Records for processing —
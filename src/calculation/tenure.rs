//! Tenure months and tenure shares.
//!
//! Each completed month of employment is one share of the tenure pool.

use chrono::{Datelike, Months, NaiveDate};

use crate::models::AuditStep;

use super::roster::ActiveRoster;

/// The result of counting tenure shares for the roster.
#[derive(Debug, Clone)]
pub struct TenureSharesResult {
    /// Shares per roster employee, aligned with the roster order.
    pub shares: Vec<u32>,
    /// Sum of all shares.
    pub total_shares: u32,
    /// The audit step recording this calculation.
    pub audit_step: AuditStep,
}

/// Returns the number of whole months between `start` and `as_of`.
///
/// A month is complete once its anniversary has been reached; month addition
/// clamps to the end of shorter months, so a Jan 31 start completes its first
/// month on the last day of February. Dates on or before `start` give zero.
///
/// # Examples
///
/// ```
/// use bonus_engine::calculation::completed_months;
/// use chrono::NaiveDate;
///
/// let start = NaiveDate::from_ymd_opt(2025, 1, 15).unwrap();
/// assert_eq!(completed_months(start, NaiveDate::from_ymd_opt(2025, 4, 14).unwrap()), 2);
/// assert_eq!(completed_months(start, NaiveDate::from_ymd_opt(2025, 4, 15).unwrap()), 3);
/// assert_eq!(completed_months(start, NaiveDate::from_ymd_opt(2024, 12, 1).unwrap()), 0);
/// ```
pub fn completed_months(start: NaiveDate, as_of: NaiveDate) -> u32 {
    if as_of <= start {
        return 0;
    }

    let calendar_months = (as_of.year() - start.year()) * 12 + as_of.month() as i32
        - start.month() as i32;
    let mut months = calendar_months.max(0) as u32;

    while months > 0 {
        match start.checked_add_months(Months::new(months)) {
            Some(anniversary) if anniversary <= as_of => break,
            _ => months -= 1,
        }
    }

    months
}

/// Counts tenure shares for every roster employee at `as_of`.
pub fn calculate_tenure_shares(
    roster: &ActiveRoster<'_>,
    as_of: NaiveDate,
    step_number: u32,
) -> TenureSharesResult {
    let shares: Vec<u32> = roster
        .employees()
        .iter()
        .map(|e| completed_months(e.start_date, as_of))
        .collect();
    let total_shares = shares.iter().copied().fold(0, u32::saturating_add);
    let not_yet_vested = shares.iter().filter(|s| **s == 0).count();

    let audit_step = AuditStep {
        step_number,
        rule_id: "tenure_shares".to_string(),
        rule_name: "Tenure Shares".to_string(),
        input: serde_json::json!({
            "active_employees": roster.len(),
            "as_of_date": as_of.to_string()
        }),
        output: serde_json::json!({
            "total_shares": total_shares,
            "employees_without_shares": not_yet_vested
        }),
        reasoning: format!(
            "One share per completed month as of {}: {} share(s) across {} employee(s)",
            as_of,
            total_shares,
            roster.len()
        ),
    };

    TenureSharesResult {
        shares,
        total_shares,
        audit_step,
    }
}
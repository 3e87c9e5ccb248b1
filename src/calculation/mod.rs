//! Calculation logic for the bonus engine.
//!
//! This module contains the monthly bonus pool calculation and the steps it
//! is built from: gross pool, damages deduction, net pool split, tenure
//! shares, performance scores, mileage reimbursement and perfect-week hours,
//! together with output rounding and the perfect-week evaluation used to
//! produce perfect-week records.

mod bonus_pool;
mod damages;
mod mileage;
mod perfect_week;
mod performance;
mod pool;
mod roster;
mod rounding;
mod tenure;

pub use bonus_pool::{
    BonusInput, WARNING_NET_POOL_CLAMPED, WARNING_UNDISTRIBUTED_PERFORMANCE_POOL,
    WARNING_UNDISTRIBUTED_TENURE_POOL, WARNING_UNMATCHED_RECORDS, calculate_monthly_bonus,
};
pub use damages::{DamagesDeductionResult, calculate_damages_deduction};
pub use mileage::{MileageReimbursementResult, calculate_mileage_reimbursement};
pub use perfect_week::{
    BONUS_HOURS_PER_PERFECT_WEEK, PERFECT_WEEK_HOURLY_VALUE, PerfectWeekCheck,
    PerfectWeekHoursResult, check_perfect_week, count_perfect_week_hours,
};
pub use performance::{PerformanceScoresResult, calculate_performance_scores};
pub use pool::{GrossPoolResult, PoolSplitResult, calculate_gross_pool, pro_rata, split_net_pool};
pub use roster::{ActiveRoster, Tally, TallyValue};
pub use rounding::{MONEY_DECIMAL_PLACES, round_money};
pub use tenure::{TenureSharesResult, calculate_tenure_shares, completed_months};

Prompt —
Could you return, word for word, only the lines running from the first line of the material above to the line that contains "for the roster.", inclusive?

Answer below —
filename src/calculation/tenure.rs
//! Tenure months and tenure shares.
//!
//! Each completed month of employment is one share of the tenure pool.

use chrono::{Datelike, Months, NaiveDate};

use crate::models::AuditStep;

use super::roster::ActiveRoster;

/// The result of counting tenure shares for the roster.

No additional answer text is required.